Some guys from Turkey claim that they have a code to crack PostgreSQL
passwords, defined in pg_hba.conf .

http://www.core.gen.tr/pgcrack/

Maybe some of you want to get the code...

Best regards,
--
Devrim GUNDUZ
www.gunduz.org

#2Tom Lane
tgl@sss.pgh.pa.us
In reply to: Devrim GUNDUZ (#1)
Re: PostgreSQL Password Cracker

Devrim GUNDUZ <devrim@tr.net> writes:

Some guys from Turkey claim that they have a code to crack PostgreSQL
passwords, defined in pg_hba.conf .

http://www.core.gen.tr/pgcrack/

This is not a cracker, this is just a brute-force "try all possible
passwords" search program (and a pretty simplistic one at that).
I'd say all this proves is the importance of choosing a good password.
Using only lowercase letters is a *bad* idea, especially if you're only
going to use five of 'em...

regards, tom lane

#3Bruce Momjian
bruce@momjian.us
In reply to: Tom Lane (#2)
Re: PostgreSQL Password Cracker

Tom Lane wrote:

Devrim GUNDUZ <devrim@tr.net> writes:

Some guys from Turkey claim that they have a code to crack PostgreSQL
passwords, defined in pg_hba.conf .

http://www.core.gen.tr/pgcrack/

This is not a cracker, this is just a brute-force "try all possible
passwords" search program (and a pretty simplistic one at that).
I'd say all this proves is the importance of choosing a good password.
Using only lowercase letters is a *bad* idea, especially if you're only
going to use five of 'em...

Yea, that was my reaction too. Hard to see how we can guard against
this.

If they had used 8 lowercase characters, it would have been 36 days, if
8 upper and lower case, it would be 494 days, 8 upper/lowercase with
numbers, 38284 days.

-- 
  Bruce Momjian                        |  http://candle.pha.pa.us
  pgman@candle.pha.pa.us               |  (610) 359-1001
  +  If your life is a hard drive,     |  13 Roberts Road
  +  Christ can be your backup.        |  Newtown Square, Pennsylvania 19073
#4Devrim GUNDUZ
devrim@tr.net
In reply to: Tom Lane (#2)
Re: PostgreSQL Password Cracker

Hi,

On Sal, 2002-12-31 at 19:38, Tom Lane wrote:

This is not a cracker, this is just a brute-force "try all possible
passwords" search program (and a pretty simplistic one at that).

Ah, you're right.

I'd say all this proves is the importance of choosing a good password.
Using only lowercase letters is a *bad* idea, especially if you're only
going to use five of 'em...

I had no time to search throug the code; but as far as I understood, it
*attacks* the database servers with TCP/IP on, right?

Best regards,
--
Devrim GUNDUZ
www.gunduz.org
devrim@tr.net

#5Bruce Momjian
bruce@momjian.us
In reply to: Devrim GUNDUZ (#4)
Re: PostgreSQL Password Cracker

Devrim GUNDUZ wrote:

Hi,

On Sal, 2002-12-31 at 19:38, Tom Lane wrote:

This is not a cracker, this is just a brute-force "try all possible
passwords" search program (and a pretty simplistic one at that).

Ah, you're right.

I'd say all this proves is the importance of choosing a good password.
Using only lowercase letters is a *bad* idea, especially if you're only
going to use five of 'em...

I had no time to search throug the code; but as far as I understood, it
*attacks* the database servers with TCP/IP on, right?

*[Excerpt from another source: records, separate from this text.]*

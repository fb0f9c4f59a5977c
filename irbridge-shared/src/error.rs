use std::io;

/// Errors from the serial link. All of these end the bridge loop.
#[derive(Debug, thiserror::Error)]
pub enum LinkError {
    #[error("link I/O error: {0}")]
    Io(#[from] io::Error),

    /// The stream ended while waiting for a frame header.
    #[error("link closed")]
    Closed,

    #[error("payload too large ({size} bytes, max {max})")]
    PayloadTooLarge { size: usize, max: usize },
}

/// Payload decode errors. Reported as diagnostics, never fatal.
#[derive(Debug, Clone, PartialEq, Eq, thiserror::Error)]
pub enum DecodeError {
    #[error("empty frame")]
    Empty,

    #[error("{kind} payload truncated ({len} bytes)")]
    Truncated { kind: &'static str, len: usize },

    #[error("sample data has odd length ({len} bytes)")]
    OddSampleBytes { len: usize },
}

/// Errors while building or loading a code book.
#[derive(Debug, thiserror::Error)]
pub enum CodeBookError {
    #[error("code book I/O error: {0}")]
    Io(#[from] io::Error),

    #[error("code book parse error: {0}")]
    Json(#[from] serde_json::Error),

    #[error("duplicate code name {0:?}")]
    DuplicateName(String),

    #[error("code {0:?} has no samples")]
    EmptyCode(String),

    #[error("code {name:?} has {count} samples (max {max})")]
    TooLong {
        name: String,
        count: usize,
        max: usize,
    },

    #[error("unknown code {0:?}")]
    UnknownCode(String),
}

It sniffs the packets going over the wire, so it can only be internet
sockets, not unix domain sockets (both use tcp/ip).

They basically sniff the text we send, and try passwords until the
result matches the successful reply the client sent.

-- 
  Bruce Momjian                        |  http://candle.pha.pa.us
  pgman@candle.pha.pa.us               |  (610) 359-1001
  +  If your life is a hard drive,     |  13 Roberts Road
  +  Christ can be your backup.        |  Newtown Square, Pennsylvania 19073
#6Tom Lane
tgl@sss.pgh.pa.us
In reply to: Devrim GUNDUZ (#4)
Re: PostgreSQL Password Cracker

Devrim GUNDUZ <devrim@tr.net> writes:

I had no time to search throug the code; but as far as I understood, it
*attacks* the database servers with TCP/IP on, right?

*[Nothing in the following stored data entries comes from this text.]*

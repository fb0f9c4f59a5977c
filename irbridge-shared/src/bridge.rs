use std::io::{Read, Write};

use crate::codes::CodeBook;
use crate::dispatcher::{Dispatched, Dispatcher};
use crate::error::LinkError;
use crate::framer::{Framer, ReadOutcome};
use crate::responder::ResponderConfig;

/// Result of one pass through the bridge loop.
#[derive(Debug, Clone, PartialEq, Eq)]
pub enum Step {
    Dropped { declared: usize, received: usize },
    Dispatched(Dispatched),
}

type Observer = Box<dyn FnMut(&Step)>;

/// Read a frame, dispatch it, maybe write a frame back. Repeat.
pub struct Bridge<S> {
    framer: Framer<S>,
    dispatcher: Dispatcher,
    observer: Option<Observer>,
}

impl<S: Read + Write> Bridge<S> {
    pub fn new(stream: S, book: CodeBook, config: ResponderConfig) -> Self {
        Self {
            framer: Framer::new(stream),
            dispatcher: Dispatcher::new(book, config),
            observer: None,
        }
    }

    /// Call `observer` after every step.
    pub fn with_observer<F>(mut self, observer: F) -> Self
    where
        F: FnMut(&Step) + 'static,
    {
        self.observer = Some(Box::new(observer));
        self
    }

    pub fn step(&mut self) -> Result<Step, LinkError> {
        let step = match self.framer.read_packet()? {
            ReadOutcome::Packet(packet) => {
                Step::Dispatched(self.dispatcher.dispatch(&mut self.framer, &packet)?)
            }
            ReadOutcome::Dropped { declared, received } => {
                log::warn!("dropped frame: declared {} received {}", declared, received);
                Step::Dropped { declared, received }
            }
        };

        if let Some(observer) = self.observer.as_mut() {
            observer(&step);
        }

        Ok(step)
    }

    /// Run until the link fails.
    pub fn run(&mut self) -> Result<(), LinkError> {
        log::info!("bridge running with {} codes", self.dispatcher.book().len());

        loop {
            self.step()?;
        }
    }

    pub fn framer(&self) -> &Framer<S> {
        &self.framer
    }

    pub fn into_inner(self) -> S {
        self.framer.into_inner()
    }
}

#[cfg(test)]
mod tests {
    use std::cell::RefCell;
    use std::rc::Rc;
    use std::time::Duration;

    use super::*;
    use crate::codes::Code;
    use crate::error::DecodeError;
    use crate::protocol::{Message, TYPE_MESSAGE, TYPE_RECEIVED};
    use crate::responder::{Response, TRANSLATE_REPEAT};
    use crate::testing::{frame, raw_frame, Event, ScriptedPort};

    fn book() -> CodeBook {
        CodeBook::new(
            vec![
                Code::new("vol up", vec![600, 600, 1200]),
                Code::new("vol down", vec![1200, 600, 600]),
                Code::new("amp vol up", vec![300, 900, 300, 900]),
            ],
            [(0, 2)],
        )
        .unwrap()
    }

    fn config() -> ResponderConfig {
        ResponderConfig {
            delay: Duration::ZERO,
        }
    }

    fn received(samples: &[u16]) -> Vec<u8> {
        frame(&Message::Received {
            repeat: 1,
            samples: samples.to_vec(),
        })
    }

    #[test]
    fn run_until_closed() {
        let mut wire = Vec::new();
        wire.extend(raw_frame(TYPE_MESSAGE, &[1, 1]));
        wire.extend(received(&[610, 590, 1190]));
        wire.extend(raw_frame(0x55, &[0]));
        wire.extend(received(&[1, 2, 3]));

        let mut bridge = Bridge::new(ScriptedPort::with_data(wire), book(), config());
        assert!(matches!(bridge.run(), Err(LinkError::Closed)));

        let written = bridge.into_inner().written;
        assert_eq!(
            written,
            frame(&Message::SendRequest {
                repeat: TRANSLATE_REPEAT,
                samples: vec![300, 900, 300, 900]
            })
        );
    }

    #[test]
    fn observer_sees_every_step() {
        let short = received(&[1, 2, 3, 4, 5]);
        let cut = short.len() - 5;

        let port = ScriptedPort::new(vec![
            Event::Data(short[..cut].to_vec()),
            Event::Timeout,
            Event::Timeout,
            Event::Data(received(&[1200, 600, 600])),
        ]);

        let seen = Rc::new(RefCell::new(Vec::new()));
        let sink = Rc::clone(&seen);

        let mut bridge = Bridge::new(port, book(), config())
            .with_observer(move |step| sink.borrow_mut().push(step.clone()));

        assert!(matches!(bridge.run(), Err(LinkError::Closed)));

        let seen = seen.borrow();
        assert_eq!(seen.len(), 2);
        assert_eq!(
            seen[0],
            Step::Dropped {
                declared: 12,
                received: 7
            }
        );
        assert_eq!(
            seen[1],
            Step::Dispatched(Dispatched::Signal {
                repeat: 1,
                samples: vec![1200, 600, 600],
                response: Response::Recognized { index: 1 },
            })
        );
    }

    #[test]
    fn observer_keeps_invalid_frames() {
        let mut wire = raw_frame(TYPE_RECEIVED, &[1, 0x58, 0x02, 0x58]);
        wire.extend(vec![0, 0]);

        let seen = Rc::new(RefCell::new(Vec::new()));
        let sink = Rc::clone(&seen);

        let mut bridge = Bridge::new(ScriptedPort::with_data(wire), book(), config())
            .with_observer(move |step| sink.borrow_mut().push(step.clone()));

        assert!(matches!(bridge.run(), Err(LinkError::Closed)));
        assert_eq!(
            *seen.borrow(),
            vec![
                Step::Dispatched(Dispatched::Invalid(DecodeError::OddSampleBytes { len: 3 })),
                Step::Dispatched(Dispatched::Invalid(DecodeError::Empty)),
            ]
        );
    }

    #[test]
    fn write_failure_stops_the_loop() {
        struct ReadOnly(ScriptedPort);

        impl Read for ReadOnly {
            fn read(&mut self, buf: &mut [u8]) -> std::io::Result<usize> {
                self.0.read(buf)
            }
        }

        impl Write for ReadOnly {
            fn write(&mut self, _: &[u8]) -> std::io::Result<usize> {
                Err(std::io::ErrorKind::BrokenPipe.into())
            }

            fn flush(&mut self) -> std::io::Result<()> {
                Ok(())
            }
        }

        let port = ReadOnly(ScriptedPort::with_data(received(&[600, 600, 1200])));
        let mut bridge = Bridge::new(port, book(), config());
        assert!(matches!(bridge.step(), Err(LinkError::Io(_))));
    }
}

No, the program itself simply takes an MD5 hash value and does a
brute-force search for a password that generates that MD5 string.

The comments at the top suggest sniffing a Postgres session startup
exchange in order to see the MD5 value that the user presents; which the
attacker would then give to this program. (Forget it if the session is
Unix-local rather than TCP, or if it's SSL-encrypted...)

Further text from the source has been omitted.